◆ WORK ORDER ◆
Would you restate all the entries exactly, leaving nothing out?

◆ ENTRIES SUPPLIED ◆

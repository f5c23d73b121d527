use newscoop_core::AppError;
use newscoop_domain::LegacyRightName;

use crate::{RightNameDecoder, RightNameMapping};

fn right(name: &str) -> LegacyRightName {
    LegacyRightName::new(name)
}

#[test]
fn bundled_mapping_covers_core_campsite_rights() {
    let mapping = RightNameMapping::bundled();
    assert!(mapping.is_ok());
    let Ok(mapping) = mapping else {
        return;
    };

    assert!(!mapping.is_empty());
    assert_eq!(
        mapping.translate(&right("ManagePub")),
        Some(("publication", "manage"))
    );
    assert_eq!(
        mapping.translate(&right("ChangeArticle")),
        Some(("article", "edit"))
    );
    assert_eq!(
        mapping.translate(&right("plugin_blog_admin")),
        Some(("plugin-blog", "admin"))
    );
}

#[test]
fn lookup_is_exact_and_case_sensitive() {
    let mapping = RightNameMapping::from_entries([("ARTICLE_MODIFY", "Article", "Modify")]);
    assert!(mapping.is_ok());
    let Ok(mapping) = mapping else {
        return;
    };

    assert_eq!(
        mapping.translate(&right("ARTICLE_MODIFY")),
        Some(("Article", "Modify"))
    );
    assert_eq!(mapping.translate(&right("article_modify")), None);
    assert_eq!(mapping.translate(&right("ARTICLE_DELETE")), None);
}

#[test]
fn document_entries_are_parsed() {
    let mapping = RightNameMapping::from_json_str(
        r#"{"rights": [
            {"name": "ARTICLE_MODIFY", "resource": "article", "action": "modify"},
            {"name": "ARTICLE_DELETE", "resource": "article", "action": "delete"}
        ]}"#,
    );

    assert_eq!(mapping.map(|mapping| mapping.len()).ok(), Some(2));
}

#[test]
fn duplicate_names_are_rejected() {
    let mapping = RightNameMapping::from_entries([
        ("ManagePub", "publication", "manage"),
        (" ManagePub ", "publication", "admin"),
    ]);

    assert!(matches!(mapping, Err(AppError::Configuration(_))));
}

#[test]
fn blank_resource_or_action_is_rejected() {
    let blank_action = RightNameMapping::from_entries([("ViewLogs", "log", " ")]);
    let blank_name = RightNameMapping::from_entries([("", "log", "view")]);

    assert!(matches!(blank_action, Err(AppError::Configuration(_))));
    assert!(matches!(blank_name, Err(AppError::Configuration(_))));
}

#[test]
fn malformed_document_is_a_configuration_error() {
    let unknown_field = RightNameMapping::from_json_str(
        r#"{"rights": [{"name": "ViewLogs", "resource": "log", "action": "view", "extra": 1}]}"#,
    );
    let not_json = RightNameMapping::from_json_str("rights = []");

    assert!(matches!(unknown_field, Err(AppError::Configuration(_))));
    assert!(matches!(not_json, Err(AppError::Configuration(_))));
}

◆ ANSWER AREA ◆
repository f5c23d73b121d527
use newscoop_core::AppError;
use newscoop_domain::LegacyRightName;

use crate::{RightNameDecoder, RightNameMapping};

fn right(name: &str) -> LegacyRightName {
    LegacyRightName::new(name)
}

#[test]
fn bundled_mapping_covers_core_campsite_rights() {
    let mapping = RightNameMapping::bundled();
    assert!(mapping.is_ok());
    let Ok(mapping) = mapping else {
        return;
    };

    assert!(!mapping.is_empty());
    assert_eq!(
        mapping.translate(&right("ManagePub")),
        Some(("publication", "manage"))
    );
    assert_eq!(
        mapping.translate(&right("ChangeArticle")),
        Some(("article", "edit"))
    );
    assert_eq!(
        mapping.translate(&right("plugin_blog_admin")),
        Some(("plugin-blog", "admin"))
    );
}

#[test]
fn lookup_is_exact_and_case_sensitive() {
    let mapping = RightNameMapping::from_entries([("ARTICLE_MODIFY", "Article", "Modify")]);
    assert!(mapping.is_ok());
    let Ok(mapping) = mapping else {
        return;
    };

    assert_eq!(
        mapping.translate(&right("ARTICLE_MODIFY")),
        Some(("Article", "Modify"))
    );
    assert_eq!(mapping.translate(&right("article_modify")), None);
    assert_eq!(mapping.translate(&right("ARTICLE_DELETE")), None);
}

#[test]
fn document_entries_are_parsed() {
    let mapping = RightNameMapping::from_json_str(
        r#"{"rights": [
            {"name": "ARTICLE_MODIFY", "resource": "article", "action": "modify"},
            {"name": "ARTICLE_DELETE", "resource": "article", "action": "delete"}
        ]}"#,
    );

    assert_eq!(mapping.map(|mapping| mapping.len()).ok(), Some(2));
}

#[test]
fn duplicate_names_are_rejected() {
    let mapping = RightNameMapping::from_entries([
        ("ManagePub", "publication", "manage"),
        (" ManagePub ", "publication", "admin"),
    ]);

    assert!(matches!(mapping, Err(AppError::Configuration(_))));
}

#[test]
fn blank_resource_or_action_is_rejected() {
    let blank_action = RightNameMapping::from_entries([("ViewLogs", "log", " ")]);
    let blank_name = RightNameMapping::from_entries([("", "log", "view")]);

    assert!(matches!(blank_action, Err(AppError::Configuration(_))));
    assert!(matches!(blank_name, Err(AppError::Configuration(_))));
}

#[test]
fn malformed_document_is_a_configuration_error() {
    let unknown_field = RightNameMapping::from_json_str(
        r#"{"rights": [{"name": "ViewLogs", "resource": "log", "action": "view", "extra": 1}]}"#,
    );
    let not_json = RightNameMapping::from_json_str("rights = []");

    assert!(matches!(unknown_field, Err(AppError::Configuration(_))));
    assert!(matches!(not_json, Err(AppError::Configuration(_))));
}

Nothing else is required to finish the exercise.